Final Fantasy torna a essere un titolo dai connotati tipicamente giapponesi, dove l'esplorazione è ridotta al minimo indispensabile e i combattimenti rappresentano il vero fulcro del gioco. Ed è proprio una volta iniziato uno scontro che per gli appassionati non sarà difficile scoprire i numerosi cambiamenti introdotti dagli sviluppatori.
Nei combattimenti di Final Fantasy XIII il giocatore comanda solo ed esclusivamente un personaggio, mentre gli altri verranno affidati al computer, che ne decreterà le azioni in base a quale set di ruoli sceglieremo per il gruppo. Ogni avversario avrà due diverse barre, una dedicata alla salute e una al suo stato morale, che aumenterà ogni qualvolta un nostro colpo va a segno e diminuirà più o meno lentamente quando invece saremo chiamati a difenderci.
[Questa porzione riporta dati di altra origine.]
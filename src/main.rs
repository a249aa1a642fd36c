use anyhow::{Context, Result};
use clap::Parser;
use gsheet_report::{
    fetch::{
        self, sheets::REQUEST_TIMEOUT, CredentialProvider, GoogleSheets, SheetSource,
        SnapshotSource, StaticToken, TokenCache,
    },
    mapping::{ColumnMapping, Mapping},
    pipeline::{self, SheetStatus},
};
use reqwest::blocking::Client;
use std::{env, path::PathBuf};
use tracing::{error, info, warn, Level};
use tracing_subscriber::{fmt, EnvFilter};

#[derive(Parser)]
#[command(
    author,
    version,
    about = "Convert a linked household registration sheet into a formatted xlsx report"
)]
struct Args {
    /// `.gsheet` pointer file holding the spreadsheet `doc_id`
    input: PathBuf,
    /// Output workbook path
    #[arg(default_value = "output.xlsx")]
    output: PathBuf,
    /// Column mapping (YAML or JSON); the built-in form layout when omitted
    #[arg(long, env = "GSHEET_MAPPING")]
    mapping: Option<PathBuf>,
    /// Read sheet values from a local snapshot instead of the Sheets API
    #[arg(long)]
    snapshot: Option<PathBuf>,
    /// Also save the fetched sheet values as a snapshot
    #[arg(long)]
    dump_snapshot: Option<PathBuf>,
    /// Cached OAuth token file (refreshed in place when expired)
    #[arg(long, env = "GOOGLE_TOKEN_FILE", default_value = "token.json")]
    token_file: PathBuf,
    /// Bearer token to use as-is, bypassing the token file
    #[arg(long, env = "GOOGLE_ACCESS_TOKEN", hide_env_values = true)]
    access_token: Option<String>,
}

fn load_mapping(path: Option<&PathBuf>) -> Result<Mapping> {
    let raw = match path {
        Some(p) => {
            info!("loading column mapping from {}", p.display());
            ColumnMapping::from_path(p)?
        }
        None => ColumnMapping::default(),
    };
    Ok(raw.resolve()?)
}

fn convert<S: SheetSource>(source: &S, doc_id: &str, mapping: &Mapping, args: &Args) -> Result<()> {
    let summary = match &args.dump_snapshot {
        Some(dump) => pipeline::run_with_snapshot(source, doc_id, mapping, &args.output, dump)?,
        None => pipeline::run(source, doc_id, mapping, &args.output)?,
    };
    for sheet in &summary.sheets {
        match &sheet.status {
            SheetStatus::Written {
                worksheet,
                households,
                people,
                duplicates,
                failed_rows,
            } => info!(
                sheet = %sheet.title,
                %worksheet,
                households,
                people,
                duplicates,
                failed_rows,
                "written"
            ),
            SheetStatus::Skipped(reason) => warn!(sheet = %sheet.title, %reason, "skipped"),
        }
    }
    info!(
        "successfully converted {} to {}",
        args.input.display(),
        args.output.display()
    );
    info!("total sheets processed: {}", summary.processed());
    Ok(())
}

fn main() -> Result<()> {
    let log_level = env::var("LOG_LEVEL").unwrap_or_else(|_| "info".to_string());
    fmt()
        .with_env_filter(
            EnvFilter::from_default_env()
                .add_directive(log_level.parse().unwrap_or(Level::INFO.into())),
        )
        .init();

    let args = Args::parse();
    let mapping = load_mapping(args.mapping.as_ref())?;
    let doc_id = fetch::read_doc_id(&args.input)?;
    info!(%doc_id, "spreadsheet");

    let result = if let Some(snap) = &args.snapshot {
        let source = SnapshotSource::load(snap)?;
        convert(&source, &doc_id, &mapping, &args)
    } else {
        let client = Client::builder()
            .timeout(REQUEST_TIMEOUT)
            .build()
            .context("building HTTP client")?;
        let credentials: Box<dyn CredentialProvider> = match &args.access_token {
            Some(token) => Box::new(StaticToken(token.clone())),
            None => Box::new(TokenCache::load(&args.token_file, client.clone()).with_context(
                || {
                    format!(
                        "no usable credentials; authorize scope {} and save the token to {}",
                        fetch::auth::SCOPE_READONLY,
                        args.token_file.display()
                    )
                },
            )?),
        };
        let source = GoogleSheets::new(client, credentials)?;
        convert(&source, &doc_id, &mapping, &args)
    };

    if let Err(e) = &result {
        error!("an error occurred: {:#}", e);
    }
    result
}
Una volta riempita la barra del morale un avversario andrà in crisi, uno stato che diminuirà la frequenza dei suoi attacchi e aumenterà il danno che i nostri colpi gli arrecheranno.
Sembra tutto fin troppo semplicistico, eppure il sistema funziona bene e rende ogni battaglia un ottimo mix tra un tipico gioco di ruolo e un action game a tutto tondo. Peccato che Final Fantasy XIII ci metta così tanto a introdurre le pur semplici regole al giocatore: ci vorranno infatti circa una dozzina di ore per apprendere al meglio le meccaniche di gioco, un tempo lunghissimo che poteva tranquillamente essere ridotto a metà...
Lo strappo più consistente col passato, però, è rappresentato da un'altra grande differenza, non tanto rispetto ai vecchi Final Fantasy, ma da tutto il genere rappresentato dai J-RPG. Final Fantasy XIII rinuncia a tutto ciò che non sia utile all'avanzamento frenetico nella trama, non troverete quindi città da esplorare, missioni secondarie (se non una manciata, a metà gioco) né persone con cui parlare. Di fatto è del tutto assente un cast secondario.
Insomma, Final Fantasy XIII è avanzare e combattere, guardare un filmato e ripetere le stesse azioni fino alla fine del gioco, ovvero per circa quaranta ore.